■ SOURCE INFORMATION
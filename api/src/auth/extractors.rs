use axum::{
    extract::FromRequestParts,
    http::{StatusCode, request::Parts},
};
use axum_extra::extract::TypedHeader;
use headers::{Authorization, authorization::Bearer};
use jsonwebtoken::{Algorithm, DecodingKey, Validation, decode};
use util::config;

use crate::auth::claims::{AuthUser, Claims};

/// Implements extraction of `AuthUser` from request headers.
///
/// Checks for a valid Bearer token in the `Authorization` header, verifies
/// the JWT against the configured secret, and exposes the claims as an
/// `AuthUser`.
///
/// # Errors
/// - Returns `401 Unauthorized` if the header is missing, malformed, or the
///   token is invalid or expired.
impl<S> FromRequestParts<S> for AuthUser
where
    S: Send + Sync,
{
    type Rejection = (StatusCode, &'static str);

    async fn from_request_parts(parts: &mut Parts, state: &S) -> Result<Self, Self::Rejection> {
        let TypedHeader(Authorization(bearer)) =
            TypedHeader::<Authorization<Bearer>>::from_request_parts(parts, state)
                .await
                .map_err(|_| {
                    (
                        StatusCode::UNAUTHORIZED,
                        "Missing or invalid Authorization header",
                    )
                })?;

        let token_data = decode::<Claims>(
            bearer.token(),
            &DecodingKey::from_secret(config::jwt_secret().as_bytes()),
            &Validation::new(Algorithm::HS256),
        )
        .map_err(|_| (StatusCode::UNAUTHORIZED, "Invalid or expired token"))?;

        Ok(AuthUser(token_data.claims))
    }
}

■ WORK TO COMPLETE
Read through the lines above and collect those that contain the string "expired".

■ RESULT OF THIS TASK
///   token is invalid or expired.
        .map_err(|_| (StatusCode::UNAUTHORIZED, "Invalid or expired token"))?;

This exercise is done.